En définitive, il faut considérer la biotechnologie comme un facteur de maintien et de renforcement de la biodiversité grâce à une meilleure caractérisation moléculaire des spéculations agricoles. En effet, tout progrès scientifique doit être utilisé avec lucidité et réalisme pour être transformé en progrès économique et social. Pour ce faire, les aspirations des agriculteurs et leurs contraintes doivent être au cœur de la préoccupation des scientifiques. Il s’agit d’un préalable pour générer des résultats utiles et utilisables pour changer la physionomie des agriculteurs du monde.
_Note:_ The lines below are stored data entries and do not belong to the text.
//! Core data types: the activity tree, its resources and their suppliers.

mod activity;
mod resource;
mod supplier;

pub use activity::Activity;
pub use resource::{Asset, HumanResource, MaterialResource, Resource, ResourceKind};
pub use supplier::{period_minutes, Period, Supplier, SupplierDirectory};
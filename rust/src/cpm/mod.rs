//! Critical path method over the activity tree.
//!
//! `compute_cpm` writes the timing fields directly onto each node; the read
//! accessors assume it has been run since the last edit.

mod calculation;
mod types;

pub use calculation::{
    activities_by_es, compute_cpm, compute_cpm_verbose, cpm_summary, critical_path,
    schedule_dates, total_duration,
};
pub use types::{CpmSummary, ScheduledActivity};
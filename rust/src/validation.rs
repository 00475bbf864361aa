//! Structural and resource-level validation of an activity tree.
//!
//! The structural pass stops at the first problem, since a tree with shared
//! nodes or bad durations is not safe to analyse further. The resource pass
//! runs only on a structurally sound tree and reports every finding.

use rustc_hash::FxHashSet;

use crate::error::EngineError;
use crate::models::Activity;
use crate::tree::for_each_resource;

/// Validate the tree's structure, then every resource in it.
pub fn validate(root: &Activity) -> Result<(), EngineError> {
    let mut seen = FxHashSet::default();
    check_structure(root, &mut seen)?;
    validate_resources(root)
}

/// Pre-order structural check. A repeated ID means a node is reachable
/// twice, either shared between parents or its own ancestor.
fn check_structure<'a>(
    node: &'a Activity,
    seen: &mut FxHashSet<&'a str>,
) -> Result<(), EngineError> {
    if !seen.insert(node.id.as_str()) {
        return Err(EngineError::InvalidActivity(format!(
            "activity '{}' appears more than once (shared node or cycle)",
            node.id
        )));
    }
    check_durations(node)?;
    for child in &node.sub_activities {
        check_structure(child, seen)?;
    }
    Ok(())
}

fn check_durations(node: &Activity) -> Result<(), EngineError> {
    if node.duration < 0 {
        return Err(EngineError::InvalidActivity(format!(
            "activity '{}' has negative duration {}",
            node.id, node.duration
        )));
    }
    if node.min_duration < 0 {
        return Err(EngineError::InvalidActivity(format!(
            "activity '{}' has negative minimum duration {}",
            node.id, node.min_duration
        )));
    }
    if node.min_duration > node.duration {
        return Err(EngineError::InvalidActivity(format!(
            "activity '{}' has minimum duration {} above its duration {}",
            node.id, node.min_duration, node.duration
        )));
    }
    Ok(())
}

/// Validate every resource in the tree, collecting all findings.
pub fn validate_resources(root: &Activity) -> Result<(), EngineError> {
    let mut errors = Vec::new();
    for_each_resource(root, |_, resource| {
        if let Err(err) = resource.validate() {
            errors.extend(err.into_vec());
        }
    });
    EngineError::aggregate(errors)
}
//! The three resource kinds an activity can consume.
//!
//! Each kind has its own cost formula; the `Resource` trait gives the rest of
//! the engine one uniform view over all of them.

use pyo3::prelude::*;
use std::fmt;
use std::sync::Arc;

use crate::error::EngineError;

use super::supplier::Supplier;

/// Resource classification, also used as the cost breakdown category.
#[derive(Clone, Copy, Debug, PartialEq, Eq, Hash)]
pub enum ResourceKind {
    Human,
    Material,
    Asset,
}

impl fmt::Display for ResourceKind {
    fn fmt(&self, f: &mut fmt::Formatter<'_>) -> fmt::Result {
        match self {
            ResourceKind::Human => f.write_str("human"),
            ResourceKind::Material => f.write_str("material"),
            ResourceKind::Asset => f.write_str("asset"),
        }
    }
}

/// Uniform view over human, material and asset resources.
pub trait Resource {
    fn kind(&self) -> ResourceKind;

    /// Role for humans, name for materials and assets.
    fn label(&self) -> &str;

    fn description(&self) -> &str;

    fn quantity(&self) -> f64;

    /// Hourly rate, unit cost or cost per use, depending on the kind.
    fn unit_rate(&self) -> f64;

    /// Cost of this resource on an activity lasting `activity_duration` minutes.
    fn cost(&self, activity_duration: i64) -> f64;

    fn supplier(&self) -> Option<&Arc<Supplier>>;

    fn supplier_mut(&mut self) -> &mut Option<Arc<Supplier>>;

    /// Check the resource's own fields and its supplier, reporting every
    /// problem found.
    fn validate(&self) -> Result<(), EngineError> {
        let mut errors = Vec::new();
        if self.unit_rate() < 0.0 {
            errors.push(EngineError::NegativeCost(format!(
                "{} resource '{}' has negative cost {}",
                self.kind(),
                self.label(),
                self.unit_rate()
            )));
        }
        if self.quantity() < 0.0 {
            errors.push(EngineError::NegativeQuantity(format!(
                "{} resource '{}' has negative quantity {}",
                self.kind(),
                self.label(),
                self.quantity()
            )));
        }
        if let Some(supplier) = self.supplier() {
            if let Err(err) = supplier.validate() {
                errors.extend(err.into_vec());
            }
        }
        EngineError::aggregate(errors)
    }
}

/// Labor billed by the hour for the whole duration of its activity.
#[pyclass]
#[derive(Clone, Debug, PartialEq)]
pub struct HumanResource {
    #[pyo3(get, set)]
    pub role: String,
    #[pyo3(get, set)]
    pub description: String,
    #[pyo3(get, set)]
    pub cost_per_h: f64,
    #[pyo3(get, set)]
    pub quantity: f64,
    pub supplier: Option<Arc<Supplier>>,
}

impl HumanResource {
    pub fn new(role: impl Into<String>, cost_per_h: f64, quantity: f64) -> Result<Self, EngineError> {
        let resource = Self {
            role: role.into(),
            description: String::new(),
            cost_per_h,
            quantity,
            supplier: None,
        };
        resource.validate()?;
        Ok(resource)
    }

    pub fn with_description(mut self, description: impl Into<String>) -> Self {
        self.description = description.into();
        self
    }

    pub fn with_supplier(mut self, supplier: Arc<Supplier>) -> Self {
        self.supplier = Some(supplier);
        self
    }
}

impl Resource for HumanResource {
    fn kind(&self) -> ResourceKind {
        ResourceKind::Human
    }

    fn label(&self) -> &str {
        &self.role
    }

    fn description(&self) -> &str {
        &self.description
    }

    fn quantity(&self) -> f64 {
        self.quantity
    }

    fn unit_rate(&self) -> f64 {
        self.cost_per_h
    }

    fn cost(&self, activity_duration: i64) -> f64 {
        (self.cost_per_h / 60.0) * activity_duration as f64 * self.quantity
    }

    fn supplier(&self) -> Option<&Arc<Supplier>> {
        self.supplier.as_ref()
    }

    fn supplier_mut(&mut self) -> &mut Option<Arc<Supplier>> {
        &mut self.supplier
    }
}

#[pymethods]
impl HumanResource {
    #[new]
    #[pyo3(signature = (role, cost_per_h, quantity=1.0, description=String::new(), supplier=None))]
    fn py_new(
        role: String,
        cost_per_h: f64,
        quantity: f64,
        description: String,
        supplier: Option<Supplier>,
    ) -> PyResult<Self> {
        let mut resource = Self::new(role, cost_per_h, quantity)?.with_description(description);
        resource.supplier = supplier.map(Arc::new);
        Ok(resource)
    }

    #[getter(supplier)]
    fn py_supplier(&self) -> Option<Supplier> {
        self.supplier.as_deref().cloned()
    }

    #[setter(supplier)]
    fn py_set_supplier(&mut self, supplier: Option<Supplier>) {
        self.supplier = supplier.map(Arc::new);
    }

    fn __repr__(&self) -> String {
        format!(
            "HumanResource(role={:?}, cost_per_h={}, quantity={})",
            self.role, self.cost_per_h, self.quantity
        )
    }
}

/// Consumable material priced per unit.
#[pyclass]
#[derive(Clone, Debug, PartialEq)]
pub struct MaterialResource {
    #[pyo3(get, set)]
    pub name: String,
    #[pyo3(get, set)]
    pub description: String,
    #[pyo3(get, set)]
    pub unit_cost: f64,
    #[pyo3(get, set)]
    pub quantity: f64,
    pub supplier: Option<Arc<Supplier>>,
}

impl MaterialResource {
    pub fn new(name: impl Into<String>, unit_cost: f64, quantity: f64) -> Result<Self, EngineError> {
        let resource = Self {
            name: name.into(),
            description: String::new(),
            unit_cost,
            quantity,
            supplier: None,
        };
        resource.validate()?;
        Ok(resource)
    }

    pub fn with_description(mut self, description: impl Into<String>) -> Self {
        self.description = description.into();
        self
    }

    pub fn with_supplier(mut self, supplier: Arc<Supplier>) -> Self {
        self.supplier = Some(supplier);
        self
    }
}

impl Resource for MaterialResource {
    fn kind(&self) -> ResourceKind {
        ResourceKind::Material
    }

    fn label(&self) -> &str {
        &self.name
    }

    fn description(&self) -> &str {
        &self.description
    }

    fn quantity(&self) -> f64 {
        self.quantity
    }

    fn unit_rate(&self) -> f64 {
        self.unit_cost
    }

    fn cost(&self, _activity_duration: i64) -> f64 {
        self.unit_cost * self.quantity
    }

    fn supplier(&self) -> Option<&Arc<Supplier>> {
        self.supplier.as_ref()
    }

    fn supplier_mut(&mut self) -> &mut Option<Arc<Supplier>> {
        &mut self.supplier
    }
}

#[pymethods]
impl MaterialResource {
    #[new]
    #[pyo3(signature = (name, unit_cost, quantity=1.0, description=String::new(), supplier=None))]
    fn py_new(
        name: String,
        unit_cost: f64,
        quantity: f64,
        description: String,
        supplier: Option<Supplier>,
    ) -> PyResult<Self> {
        let mut resource = Self::new(name, unit_cost, quantity)?.with_description(description);
        resource.supplier = supplier.map(Arc::new);
        Ok(resource)
    }

    #[getter(supplier)]
    fn py_supplier(&self) -> Option<Supplier> {
        self.supplier.as_deref().cloned()
    }

    #[setter(supplier)]
    fn py_set_supplier(&mut self, supplier: Option<Supplier>) {
        self.supplier = supplier.map(Arc::new);
    }

    fn __repr__(&self) -> String {
        format!(
            "MaterialResource(name={:?}, unit_cost={}, quantity={})",
            self.name, self.unit_cost, self.quantity
        )
    }
}

/// Rented or owned equipment charged per use.
#[pyclass]
#[derive(Clone, Debug, PartialEq)]
pub struct Asset {
    #[pyo3(get, set)]
    pub name: String,
    #[pyo3(get, set)]
    pub description: String,
    #[pyo3(get, set)]
    pub cost_per_use: f64,
    #[pyo3(get, set)]
    pub quantity: f64,
    pub supplier: Option<Arc<Supplier>>,
}

impl Asset {
    pub fn new(name: impl Into<String>, cost_per_use: f64, quantity: f64) -> Result<Self, EngineError> {
        let resource = Self {
            name: name.into(),
            description: String::new(),
            cost_per_use,
            quantity,
            supplier: None,
        };
        resource.validate()?;
        Ok(resource)
    }

    pub fn with_description(mut self, description: impl Into<String>) -> Self {
        self.description = description.into();
        self
    }

    pub fn with_supplier(mut self, supplier: Arc<Supplier>) -> Self {
        self.supplier = Some(supplier);
        self
    }
}

impl Resource for Asset {
    fn kind(&self) -> ResourceKind {
        ResourceKind::Asset
    }

    fn label(&self) -> &str {
        &self.name
    }

    fn description(&self) -> &str {
        &self.description
    }

    fn quantity(&self) -> f64 {
        self.quantity
    }

    fn unit_rate(&self) -> f64 {
        self.cost_per_use
    }

    fn cost(&self, _activity_duration: i64) -> f64 {
        self.cost_per_use * self.quantity
    }

    fn supplier(&self) -> Option<&Arc<Supplier>> {
        self.supplier.as_ref()
    }

    fn supplier_mut(&mut self) -> &mut Option<Arc<Supplier>> {
        &mut self.supplier
    }
}

#[pymethods]
impl Asset {
    #[new]
    #[pyo3(signature = (name, cost_per_use, quantity=1.0, description=String::new(), supplier=None))]
    fn py_new(
        name: String,
        cost_per_use: f64,
        quantity: f64,
        description: String,
        supplier: Option<Supplier>,
    ) -> PyResult<Self> {
        let mut resource = Self::new(name, cost_per_use, quantity)?.with_description(description);
        resource.supplier = supplier.map(Arc::new);
        Ok(resource)
    }

    #[getter(supplier)]
    fn py_supplier(&self) -> Option<Supplier> {
        self.supplier.as_deref().cloned()
    }

    #[setter(supplier)]
    fn py_set_supplier(&mut self, supplier: Option<Supplier>) {
        self.supplier = supplier.map(Arc::new);
    }

    fn __repr__(&self) -> String {
        format!(
            "Asset(name={:?}, cost_per_use={}, quantity={})",
            self.name, self.cost_per_use, self.quantity
        )
    }
}
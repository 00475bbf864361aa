//! Forward and backward passes over the activity tree.
//!
//! The tree is an AND-join schedule: a parent can only start once every one
//! of its sub-activities has finished. Leaves start at 0 and the root finishes
//! last, so the root's earliest finish is the project duration.

use chrono::{Duration, NaiveDateTime};

use crate::error::EngineError;
use crate::logging::VERBOSITY_SILENT;
use crate::models::Activity;
use crate::tree::{count_activities, walk};
use crate::{log_summary, log_trace};

use super::types::{CpmSummary, ScheduledActivity};

/// Compute ES, EF, LS, LF and slack for every activity in the tree.
pub fn compute_cpm(root: &mut Activity) {
    compute_cpm_verbose(root, VERBOSITY_SILENT);
}

/// `compute_cpm` with diagnostics at the given verbosity.
pub fn compute_cpm_verbose(root: &mut Activity, verbosity: u8) {
    forward_pass(root, verbosity);
    let deadline = root.ef;
    backward_pass(root, deadline, verbosity);
    log_summary!(
        verbosity,
        "CPM: activity {} finishes at {} min",
        root.id,
        deadline
    );
}

/// Post-order: children first, then `ES = max(child EF)`.
fn forward_pass(node: &mut Activity, verbosity: u8) {
    let mut earliest_start = 0;
    for child in &mut node.sub_activities {
        forward_pass(child, verbosity);
        earliest_start = earliest_start.max(child.ef);
    }
    node.es = earliest_start;
    node.ef = earliest_start + node.duration;
    log_trace!(verbosity, "forward {}: ES={} EF={}", node.id, node.es, node.ef);
}

/// Pre-order: each child must finish by its parent's latest start.
fn backward_pass(node: &mut Activity, latest_finish: i64, verbosity: u8) {
    node.lf = latest_finish;
    node.ls = latest_finish - node.duration;
    node.slack = node.ls - node.es;
    log_trace!(
        verbosity,
        "backward {}: LS={} LF={} slack={}",
        node.id,
        node.ls,
        node.lf,
        node.slack
    );

    let parent_ls = node.ls;
    for child in &mut node.sub_activities {
        backward_pass(child, parent_ls, verbosity);
    }
}

/// Every zero-slack activity, in pre-order.
///
/// Ties are kept: sibling branches of equal length are all reported.
pub fn critical_path(root: &Activity) -> Vec<&Activity> {
    let mut critical = Vec::new();
    walk(root, |a| {
        if a.is_critical() {
            critical.push(a);
        }
    });
    critical
}

#[inline]
pub fn total_duration(root: &Activity) -> i64 {
    root.ef
}

pub fn cpm_summary(root: &Activity) -> CpmSummary {
    CpmSummary {
        total_duration: total_duration(root),
        critical_path: critical_path(root).iter().map(|a| a.id.clone()).collect(),
        activity_count: count_activities(root),
    }
}

/// All activities ordered by `(ES, EF, ID)`.
pub fn activities_by_es(root: &Activity) -> Vec<&Activity> {
    let mut ordered = Vec::with_capacity(count_activities(root));
    walk(root, |a| ordered.push(a));
    ordered.sort_by(|a, b| {
        a.es.cmp(&b.es)
            .then(a.ef.cmp(&b.ef))
            .then_with(|| a.id.cmp(&b.id))
    });
    ordered
}

/// Project each activity's earliest window onto wall-clock time starting at
/// `project_start`, in `activities_by_es` order.
///
/// Fails with `InvalidActivity` when a window falls outside the calendar
/// range `chrono` can represent.
pub fn schedule_dates(
    root: &Activity,
    project_start: NaiveDateTime,
) -> Result<Vec<ScheduledActivity>, EngineError> {
    activities_by_es(root)
        .into_iter()
        .map(|a| {
            Ok(ScheduledActivity {
                activity_id: a.id.clone(),
                name: a.name.clone(),
                start: offset(project_start, a, a.es)?,
                end: offset(project_start, a, a.ef)?,
                slack: a.slack,
            })
        })
        .collect()
}

fn offset(
    project_start: NaiveDateTime,
    activity: &Activity,
    minutes: i64,
) -> Result<NaiveDateTime, EngineError> {
    Duration::try_minutes(minutes)
        .and_then(|delta| project_start.checked_add_signed(delta))
        .ok_or_else(|| {
            EngineError::InvalidActivity(format!(
                "activity '{}' at minute {} is outside the representable calendar",
                activity.id, minutes
            ))
        })
}

#[cfg(test)]
mod tests {
    use super::*;
    use chrono::NaiveDate;

    fn leaf(id: &str, duration: i64) -> Activity {
        Activity::new(id, format!("task {}", id), duration)
    }

    fn ids(activities: &[&Activity]) -> Vec<String> {
        activities.iter().map(|a| a.id.clone()).collect()
    }

    #[test]
    fn test_single_leaf() {
        let mut root = leaf("1", 7);
        compute_cpm(&mut root);
        assert_eq!((root.es, root.ef, root.ls, root.lf, root.slack), (0, 7, 0, 7, 0));
        assert_eq!(total_duration(&root), 7);
    }

    #[test]
    fn test_sole_child_runs_before_parent() {
        let mut root = leaf("1", 3).with_sub_activity(leaf("2", 5));
        compute_cpm(&mut root);

        let child = &root.sub_activities[0];
        assert_eq!((child.es, child.ef), (0, 5));
        assert_eq!((root.es, root.ef), (5, 8));
        assert_eq!(child.slack, 0);
        assert_eq!(root.slack, 0);
    }

    #[test]
    fn test_sibling_slack() {
        let mut root = leaf("1", 1)
            .with_sub_activity(leaf("2", 2))
            .with_sub_activity(leaf("3", 4));
        compute_cpm(&mut root);

        assert_eq!((root.es, root.ef), (4, 5));
        assert_eq!(root.sub_activities[0].slack, 2);
        assert_eq!(root.sub_activities[1].slack, 0);
        assert_eq!(ids(&critical_path(&root)), vec!["1", "3"]);
    }

    #[test]
    fn test_root_slack_always_zero() {
        let mut root = leaf("1", 0)
            .with_sub_activity(leaf("2", 9).with_sub_activity(leaf("4", 1)))
            .with_sub_activity(
                leaf("3", 2)
                    .with_sub_activity(leaf("5", 3))
                    .with_sub_activity(leaf("6", 12)),
            );
        compute_cpm(&mut root);
        assert_eq!(root.slack, 0);
        assert_eq!(root.lf, root.ef);
        assert_eq!(total_duration(&root), 14);
        assert_eq!(ids(&critical_path(&root)), vec!["1", "3", "6"]);
    }

    #[test]
    fn test_slack_propagates_into_subtree() {
        // Branch 2 (5 min total) runs alongside branch 3 (10 min).
        let mut root = leaf("1", 1)
            .with_sub_activity(leaf("2", 3).with_sub_activity(leaf("4", 2)))
            .with_sub_activity(leaf("3", 10));
        compute_cpm(&mut root);

        let branch = &root.sub_activities[0];
        assert_eq!(branch.slack, 5);
        assert_eq!(branch.sub_activities[0].slack, 5);
        assert_eq!(branch.sub_activities[0].lf, 7);
    }

    #[test]
    fn test_ties_are_all_critical() {
        let mut root = leaf("1", 1)
            .with_sub_activity(leaf("2", 4))
            .with_sub_activity(leaf("3", 4));
        compute_cpm(&mut root);
        assert_eq!(ids(&critical_path(&root)), vec!["1", "2", "3"]);
    }

    #[test]
    fn test_summary() {
        let mut root = leaf("1", 1)
            .with_sub_activity(leaf("2", 2))
            .with_sub_activity(leaf("3", 4));
        compute_cpm(&mut root);

        let summary = cpm_summary(&root);
        assert_eq!(summary.total_duration, 5);
        assert_eq!(summary.critical_path, vec!["1", "3"]);
        assert_eq!(summary.activity_count, 3);
    }

    #[test]
    fn test_activities_by_es_ordering() {
        let mut root = leaf("1", 1)
            .with_sub_activity(leaf("b", 4))
            .with_sub_activity(leaf("a", 4))
            .with_sub_activity(leaf("c", 2));
        compute_cpm(&mut root);
        // All children start at 0; c finishes first, a/b tie on EF and sort by ID.
        assert_eq!(ids(&activities_by_es(&root)), vec!["c", "a", "b", "1"]);
    }

    #[test]
    fn test_schedule_dates() {
        let mut root = leaf("1", 60).with_sub_activity(leaf("2", 90));
        compute_cpm(&mut root);

        let start = NaiveDate::from_ymd_opt(2025, 3, 1)
            .unwrap()
            .and_hms_opt(8, 0, 0)
            .unwrap();
        let dates = schedule_dates(&root, start).unwrap();

        assert_eq!(dates.len(), 2);
        assert_eq!(dates[0].activity_id, "2");
        assert_eq!(dates[0].end, start + Duration::minutes(90));
        assert_eq!(dates[1].start, start + Duration::minutes(90));
        assert_eq!(dates[1].end, start + Duration::minutes(150));
    }

    #[test]
    fn test_schedule_dates_out_of_calendar_range() {
        let mut root = leaf("1", 10).with_sub_activity(leaf("2", 1_000_000_000_000_000));
        compute_cpm(&mut root);

        let start = NaiveDate::from_ymd_opt(2025, 1, 1)
            .unwrap()
            .and_hms_opt(0, 0, 0)
            .unwrap();
        match schedule_dates(&root, start) {
            Err(EngineError::InvalidActivity(msg)) => assert!(msg.contains("'2'")),
            other => panic!("expected InvalidActivity, got {:?}", other),
        }
    }

    #[test]
    fn test_recompute_after_edit() {
        let mut root = leaf("1", 1)
            .with_sub_activity(leaf("2", 2))
            .with_sub_activity(leaf("3", 4));
        compute_cpm(&mut root);
        root.sub_activities[0].duration = 6;
        compute_cpm(&mut root);
        assert_eq!(total_duration(&root), 7);
        assert_eq!(root.sub_activities[1].slack, 2);
    }
}
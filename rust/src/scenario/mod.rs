//! Deep cloning and what-if scenario analysis.
//!
//! Scenarios are applied to alias-free copies of the base tree, so any number
//! of them can be evaluated against the same base, on separate threads if
//! desired, without locking.

mod clone;
mod engine;
mod types;

pub use clone::clone_activity;
pub use engine::{apply_scenario, compare, ScenarioRun, WhatIfEngine};
pub use types::{ActivityOverride, Scenario, ScenarioComparison, ScenarioResult};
Donc, face à ces défis multiformes, un autre jour doit se lever sur ce continent qu’est l’Afrique, et dans ce monde frappé, hélas, du sceau de l’incertitude bien que « l’homme soit considéré comme la mesure de toute chose ». Ce jour nouveau est celui d’une agriculture plus soucieuse du présent et respectueuse du droit des générations futures à se nourrir elles aussi.
Soyez le bienvenu au pays de la Téranga, Cher collègue, Monsieur Stéphane LE FOLL.